Let $\textbf{S}$ be the set of square matrices of order $n$ where the entries $a_{ij}$ are integers such that $1 \le a_{ij} \le n$
Let $\textbf{G}$ be the group of transformations acting on $\textbf{S}$, generated by swap of rows, swap of columns and symmetry with respect to the main diagonal.
$\textbf{G}$ is of order $2(n!)^2$
Two matrices $Q$ and $R$ of $ \textbf{S}$ are equivalent if there exists $g \in \textbf{G}$ such that $Q=g(R)$
Note:
$Q =\{q_{ij}\}$
$R =\{r_{ij}\}$
Define the binary relation $\cal \preceq$ on $\textbf{S}$:
$Q\cal \preceq$ $ R$ if it exists $R'=\{r'_{ij} \}$ equivalent to $R$, such that:
$\qquad q_{ij} \le r'_{ij} \;\; \forall i : 1\le\ i \le n $ and $\;\forall j : 1\le\ j \le n $
Is the binary relation $\cal \preceq$ a partial order on $\textbf{S}$?
If it is true, is the property valid for any group $\textbf{G}$ acting on $\textbf{S}$?
The relation is a partial order on $S$ for any group $G$ that permutes the elements of a matrix, but does not change their values.
(If $G$ is allowed to make arbitrary changes to the elements of the matrix, then even in the case of $n=1$, we can find a $G$ that does not give a partial order: let $G = \mathbb Z^+$, and for a matrix $(x) \in S$ let $g\in G$ act on $(x)$ to give $(x + 2g)$.)
Proving reflexivity is easy. Antisymmetry is nearly as easy, though it is the property that fails for the example given above. The tricky one is transitivity.

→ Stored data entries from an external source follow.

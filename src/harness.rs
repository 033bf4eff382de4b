//! Timed repetition of the estimator.

use std::io::Write;
use std::time::Instant;

use rand::rngs::StdRng;
use rand::SeedableRng;
use tracing::{debug, info};

use crate::config::BenchConfig;
use crate::error::Result;
use crate::estimator::estimate_with;

/// One timed estimate.
#[derive(Debug, Clone, Copy, PartialEq)]
pub struct Trial {
    pub estimate: f64,
    /// Wall-clock seconds, millisecond resolution.
    pub seconds: f64,
}

#[derive(Debug, Clone, PartialEq)]
pub struct Report {
    pub trials: Vec<Trial>,
    pub total_seconds: f64,
}

impl Report {
    pub fn average_seconds(&self) -> f64 {
        self.total_seconds / self.trials.len() as f64
    }
}

pub struct Harness {
    config: BenchConfig,
}

impl Harness {
    pub fn new(config: BenchConfig) -> Result<Self> {
        config.validate()?;
        Ok(Self { config })
    }

    pub fn config(&self) -> &BenchConfig {
        &self.config
    }

    /// Run the benchmark with the real estimator, writing one line per trial
    /// and a closing average line to `out`.
    pub fn run<W: Write>(&self, out: &mut W) -> Result<Report> {
        match self.config.seed {
            Some(seed) => {
                let mut rng = StdRng::seed_from_u64(seed);
                self.run_with(out, |n| estimate_with(&mut rng, n))
            }
            None => {
                let mut rng = rand::rng();
                self.run_with(out, |n| estimate_with(&mut rng, n))
            }
        }
    }

    /// Same loop as [`Harness::run`] with a caller-supplied estimator.
    pub fn run_with<W, F>(&self, out: &mut W, mut estimator: F) -> Result<Report>
    where
        W: Write,
        F: FnMut(u64) -> f64,
    {
        let sample_count = self.config.sample_count;
        let trial_count = self.config.trials;
        info!(
            sample_count,
            trials = trial_count,
            seeded = self.config.seed.is_some(),
            "starting pi benchmark"
        );

        let mut trials = Vec::with_capacity(trial_count as usize);
        let mut total_seconds = 0.0;

        for i in 0..trial_count {
            let start = Instant::now();
            let pi = estimator(sample_count);
            let seconds = start.elapsed().as_millis() as f64 / 1000.0;

            total_seconds += seconds;
            writeln!(out, "pi is {} took {} seconds", pi, seconds)?;
            debug!(trial = i, pi, seconds, "trial complete");

            trials.push(Trial {
                estimate: pi,
                seconds,
            });
        }

        let report = Report {
            trials,
            total_seconds,
        };
        writeln!(
            out,
            "On average pi took {} seconds to compute.",
            report.average_seconds()
        )?;
        info!(average_seconds = report.average_seconds(), "pi benchmark complete");

        Ok(report)
    }
}

#[cfg(test)]
mod tests {
    use super::*;
    use crate::error::BenchError;

    #[test]
    fn test_new_rejects_invalid_config() {
        let result = Harness::new(BenchConfig::default().with_trials(0));
        assert!(matches!(result, Err(BenchError::InvalidConfig(_))));
    }

    #[test]
    fn test_stub_estimator_called_once_per_trial() {
        let harness = Harness::new(BenchConfig::default().with_trials(4)).unwrap();
        let mut calls = Vec::new();
        let mut out = Vec::new();

        let report = harness
            .run_with(&mut out, |n| {
                calls.push(n);
                3.0
            })
            .unwrap();

        assert_eq!(calls, vec![10_000_000; 4]);
        assert_eq!(report.trials.len(), 4);
        assert!(report.trials.iter().all(|t| t.estimate == 3.0));
    }

    #[test]
    fn test_output_format() {
        let harness = Harness::new(BenchConfig::default().with_trials(2)).unwrap();
        let mut out = Vec::new();
        harness.run_with(&mut out, |_| 3.5).unwrap();

        let text = String::from_utf8(out).unwrap();
        let lines: Vec<&str> = text.lines().collect();
        assert_eq!(lines.len(), 3);
        assert!(lines[0].starts_with("pi is 3.5 took "));
        assert!(lines[0].ends_with(" seconds"));
        assert!(lines[2].starts_with("On average pi took "));
        assert!(lines[2].ends_with(" seconds to compute."));
    }

    struct FailingWriter;

    impl Write for FailingWriter {
        fn write(&mut self, _buf: &[u8]) -> std::io::Result<usize> {
            Err(std::io::Error::new(std::io::ErrorKind::BrokenPipe, "closed"))
        }

        fn flush(&mut self) -> std::io::Result<()> {
            Ok(())
        }
    }

    #[test]
    fn test_write_failure_is_reported() {
        let harness = Harness::new(BenchConfig::default().with_trials(1)).unwrap();
        let result = harness.run_with(&mut FailingWriter, |_| 3.0);
        assert!(matches!(result, Err(BenchError::Io(_))));
    }
}
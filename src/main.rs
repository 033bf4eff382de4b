use std::io::{self, Write};

use anyhow::Result;
use speedtest_pi::{BenchConfig, Harness};
use tracing::Level;
use tracing_subscriber::FmtSubscriber;

fn main() -> Result<()> {
    // Diagnostics stay off stdout.
    let subscriber = FmtSubscriber::builder()
        .with_max_level(Level::INFO)
        .with_writer(io::stderr)
        .finish();
    tracing::subscriber::set_global_default(subscriber)?;

    let harness = Harness::new(BenchConfig::default())?;

    let stdout = io::stdout();
    let mut out = stdout.lock();
    harness.run(&mut out)?;
    out.flush()?;

    Ok(())
}
//! Monte Carlo estimation of π.
//!
//! Points are drawn uniformly from the unit square `[0, 1) x [0, 1)`. The
//! quarter of the unit circle inside that square has area π / 4, so the
//! fraction of points landing on or inside the circle, times four,
//! approximates π.

use rand::Rng;

/// Count how many of `sample_count` random points satisfy `x² + y² <= 1`.
pub fn count_inside<R: Rng>(rng: &mut R, sample_count: u64) -> u64 {
    let mut inside = 0;
    for _ in 0..sample_count {
        let x: f64 = rng.random();
        let y: f64 = rng.random();
        if x * x + y * y <= 1.0 {
            inside += 1;
        }
    }
    inside
}

/// Estimate π from `sample_count` points drawn from `rng`.
///
/// A zero `sample_count` yields NaN.
pub fn estimate_with<R: Rng>(rng: &mut R, sample_count: u64) -> f64 {
    let inside = count_inside(rng, sample_count);
    4.0 * (inside as f64) / (sample_count as f64)
}

/// Estimate π using the thread-local generator.
pub fn estimate(sample_count: u64) -> f64 {
    let mut rng = rand::rng();
    estimate_with(&mut rng, sample_count)
}
//! Benchmark parameters.

use crate::error::{BenchError, Result};

/// Points drawn per estimate.
pub const NUM_POINTS: u64 = 10_000_000;
/// Timed estimates per run.
pub const NUM_REPEATS: u32 = 10;

#[derive(Debug, Clone, Copy, PartialEq, Eq)]
pub struct BenchConfig {
    pub sample_count: u64,
    pub trials: u32,
    /// Seed for a reproducible random stream. `None` uses the thread-local generator.
    pub seed: Option<u64>,
}

impl BenchConfig {
    pub fn with_sample_count(mut self, sample_count: u64) -> Self {
        self.sample_count = sample_count;
        self
    }

    pub fn with_trials(mut self, trials: u32) -> Self {
        self.trials = trials;
        self
    }

    pub fn with_seed(mut self, seed: u64) -> Self {
        self.seed = Some(seed);
        self
    }

    pub fn validate(&self) -> Result<()> {
        if self.sample_count == 0 {
            return Err(BenchError::InvalidConfig(
                "sample_count must be positive".to_string(),
            ));
        }
        if self.trials == 0 {
            return Err(BenchError::InvalidConfig(
                "trials must be positive".to_string(),
            ));
        }
        Ok(())
    }
}

impl Default for BenchConfig {
    fn default() -> Self {
        Self {
            sample_count: NUM_POINTS,
            trials: NUM_REPEATS,
            seed: None,
        }
    }
}
//! URI parsing and manipulation error.

use core::fmt;

use alloc::string::String;

/// URI component, used to report which part of an input was rejected.
#[derive(Debug, Clone, Copy, PartialEq, Eq, Hash)]
pub enum Component {
    /// `scheme`.
    Scheme,
    /// `userinfo`.
    Userinfo,
    /// `host`.
    Host,
    /// `port`.
    Port,
    /// `path`.
    Path,
    /// `query`.
    Query,
    /// `fragment`.
    Fragment,
}

impl Component {
    /// Returns the RFC 3986 rule name of the component.
    #[must_use]
    pub fn name(self) -> &'static str {
        match self {
            Self::Scheme => "scheme",
            Self::Userinfo => "userinfo",
            Self::Host => "host",
            Self::Port => "port",
            Self::Path => "path",
            Self::Query => "query",
            Self::Fragment => "fragment",
        }
    }
}

impl fmt::Display for Component {
    #[inline]
    fn fmt(&self, f: &mut fmt::Formatter<'_>) -> fmt::Result {
        f.write_str(self.name())
    }
}

/// Error kind.
#[derive(Debug, Clone, Copy, PartialEq, Eq, Hash)]
pub enum ErrorKind {
    /// The whole string failed structural or character validation.
    InvalidUri,
    /// A component violates its grammar.
    InvalidComponent,
    /// The host is malformed.
    ///
    /// Missing closing bracket of an IP literal, bytes after the closing
    /// bracket, IP literal without a colon, malformed dotted-decimal address,
    /// or disallowed character in a registered name.
    InvalidHost,
    /// A transform could not synthesize a valid URI.
    ConversionFailed,
}

/// URI error.
///
/// Every error carries the input that failed and a short static reason.
/// Component-level errors also name the component, and the offending byte
/// when there is one.
#[derive(Clone, PartialEq, Eq)]
pub struct Error {
    /// Error kind.
    kind: ErrorKind,
    /// Rejected component, if known.
    component: Option<Component>,
    /// Raw input that failed.
    input: String,
    /// Offending byte, if any.
    byte: Option<u8>,
    /// Description of the failure.
    reason: &'static str,
}

impl Error {
    /// Creates an `InvalidUri` error.
    pub(crate) fn invalid_uri(input: &str, reason: &'static str, byte: Option<u8>) -> Self {
        Self {
            kind: ErrorKind::InvalidUri,
            component: None,
            input: input.into(),
            byte,
            reason,
        }
    }

    /// Creates an `InvalidComponent` error.
    pub(crate) fn invalid_component(
        component: Component,
        input: &str,
        reason: &'static str,
        byte: Option<u8>,
    ) -> Self {
        Self {
            kind: ErrorKind::InvalidComponent,
            component: Some(component),
            input: input.into(),
            byte,
            reason,
        }
    }

    /// Creates an `InvalidHost` error.
    pub(crate) fn invalid_host(input: &str, reason: &'static str, byte: Option<u8>) -> Self {
        Self {
            kind: ErrorKind::InvalidHost,
            component: Some(Component::Host),
            input: input.into(),
            byte,
            reason,
        }
    }

    /// Creates a `ConversionFailed` error.
    pub(crate) fn conversion_failed(input: &str, reason: &'static str) -> Self {
        Self {
            kind: ErrorKind::ConversionFailed,
            component: None,
            input: input.into(),
            byte: None,
            reason,
        }
    }

    /// Returns the error kind.
    #[inline]
    #[must_use]
    pub fn kind(&self) -> ErrorKind {
        self.kind
    }

    /// Returns the rejected component, if the error is component-level.
    #[inline]
    #[must_use]
    pub fn component(&self) -> Option<Component> {
        self.component
    }

    /// Returns the raw input that failed.
    #[inline]
    #[must_use]
    pub fn input(&self) -> &str {
        &self.input
    }

    /// Returns the offending byte, if any.
    #[inline]
    #[must_use]
    pub fn byte(&self) -> Option<u8> {
        self.byte
    }

    /// Returns a short description of the failure.
    #[inline]
    #[must_use]
    pub fn reason(&self) -> &'static str {
        self.reason
    }
}

impl fmt::Debug for Error {
    fn fmt(&self, f: &mut fmt::Formatter<'_>) -> fmt::Result {
        f.debug_struct("Error")
            .field("kind", &self.kind)
            .field("component", &self.component)
            .field("input", &self.input)
            .field("byte", &self.byte.map(char::from))
            .field("reason", &self.reason)
            .finish()
    }
}

impl fmt::Display for Error {
    fn fmt(&self, f: &mut fmt::Formatter<'_>) -> fmt::Result {
        match self.kind {
            ErrorKind::InvalidUri => write!(f, "invalid URI {:?}: {}", self.input, self.reason)?,
            ErrorKind::InvalidComponent | ErrorKind::InvalidHost => match self.component {
                Some(component) => write!(
                    f,
                    "invalid {} {:?}: {}",
                    component, self.input, self.reason
                )?,
                None => write!(f, "invalid component {:?}: {}", self.input, self.reason)?,
            },
            ErrorKind::ConversionFailed => write!(
                f,
                "URI conversion failed for {:?}: {}",
                self.input, self.reason
            )?,
        }
        if let Some(byte) = self.byte {
            write!(f, " (byte 0x{:02X})", byte)?;
        }
        Ok(())
    }
}

#[cfg(feature = "std")]
#[cfg_attr(docsrs, doc(cfg(feature = "std")))]
impl std::error::Error for Error {}
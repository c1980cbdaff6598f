//! Serialization of URIs and components in JSON documents.

use serde::{Deserialize, Serialize};
use serde_json::json;

use uri_generic::components::{Fragment, Path, Query, Scheme, Userinfo};
use uri_generic::Uri;

/// A document referring to other resources.
#[derive(Debug, Clone, PartialEq, Eq, Serialize, Deserialize)]
struct Link {
    /// Target of the link.
    href: Uri,
    /// Scheme the target is expected to use.
    scheme: Option<Scheme>,
    /// Alternative targets.
    #[serde(default)]
    alternates: Vec<Uri>,
}

#[test]
fn uri_is_a_json_string() {
    let uri = Uri::parse("https://example.com/a?b#c").expect("valid URI");
    let value = serde_json::to_value(&uri).expect("serializable");
    assert_eq!(value, json!("https://example.com/a?b#c"));
    let back: Uri = serde_json::from_value(value).expect("deserializable");
    assert_eq!(back, uri);
}

#[test]
fn components_keep_their_string_form() {
    let uri = Uri::parse("HTTPS://Example.com/a").expect("valid URI");
    let value = serde_json::to_value(&uri).expect("serializable");
    // The URI is serialized as written, not normalized.
    assert_eq!(value, json!("HTTPS://Example.com/a"));
    let back: Uri = serde_json::from_value(value).expect("deserializable");
    assert_eq!(back.host().map(|h| h.as_str()), Some("example.com"));
}

#[test]
fn struct_round_trip() {
    let json = r#"{
        "href": "http://example.com/index.html",
        "scheme": "HTTP",
        "alternates": ["../mirror/index.html", "ftp://example.net/"]
    }"#;
    let link: Link = serde_json::from_str(json).expect("valid document");
    assert_eq!(link.href, "http://example.com/index.html");
    assert_eq!(link.scheme.as_ref().map(Scheme::as_str), Some("http"));
    assert_eq!(link.alternates.len(), 2);

    let resolved = link
        .href
        .resolve(&link.alternates[0])
        .expect("absolute base");
    assert_eq!(resolved, "http://example.com/mirror/index.html");

    let serialized = serde_json::to_string(&link).expect("serializable");
    let again: Link = serde_json::from_str(&serialized).expect("valid document");
    assert_eq!(again, link);
}

#[test]
fn text_components() {
    let value = json!({
        "userinfo": "user:pw",
        "path": "/a/b",
        "query": "q=1",
        "fragment": "top",
    });
    #[derive(Deserialize)]
    struct Parts {
        userinfo: Userinfo,
        path: Path,
        query: Query,
        fragment: Fragment,
    }
    let parts: Parts = serde_json::from_value(value).expect("valid components");
    assert_eq!(parts.userinfo.as_str(), "user:pw");
    assert_eq!(parts.path.as_str(), "/a/b");
    assert_eq!(parts.query.as_str(), "q=1");
    assert_eq!(parts.fragment.as_str(), "top");
}

#[test]
fn invalid_strings_are_rejected() {
    let e = serde_json::from_str::<Uri>(r#""http://a b/""#).expect_err("raw space");
    assert!(e.to_string().contains("raw space"), "{e}");

    let e = serde_json::from_str::<Scheme>(r#""1http""#).expect_err("leading digit");
    assert!(e.to_string().contains("scheme"), "{e}");

    assert!(serde_json::from_str::<Path>(r#""/a?b""#).is_err());
    assert!(serde_json::from_str::<Query>(r#""a#b""#).is_err());
    assert!(serde_json::from_str::<Uri>("42").is_err());
}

Let $q, r, s\in S$ be $n\times n$ matrices. Suppose $q\leq r$ and $r \leq s$. In other words, there are elements $g_1, g_2 \in G$ such that $\forall i,j; q_{ij}\leq (g_1r)_{ij}$ and $\forall i,j; r_{ij}\leq (g_2 s)_{ij}$. Because the group action can only permute matrix elements, not change their values, we can apply $g_1$ to both sides of the second expression to obtain: $(g_1r)_{ij} \leq (g_1g_2s)_{ij}$. Then we have $\forall i,j; q_{ij}\leq (g_1r)_ij \leq (g_1g_2s)_{ij}$. Therefore $\forall i,j; q_{ij}\leq (g_1g_2 s)_{ij}$, which implies that $q\leq s$, as required.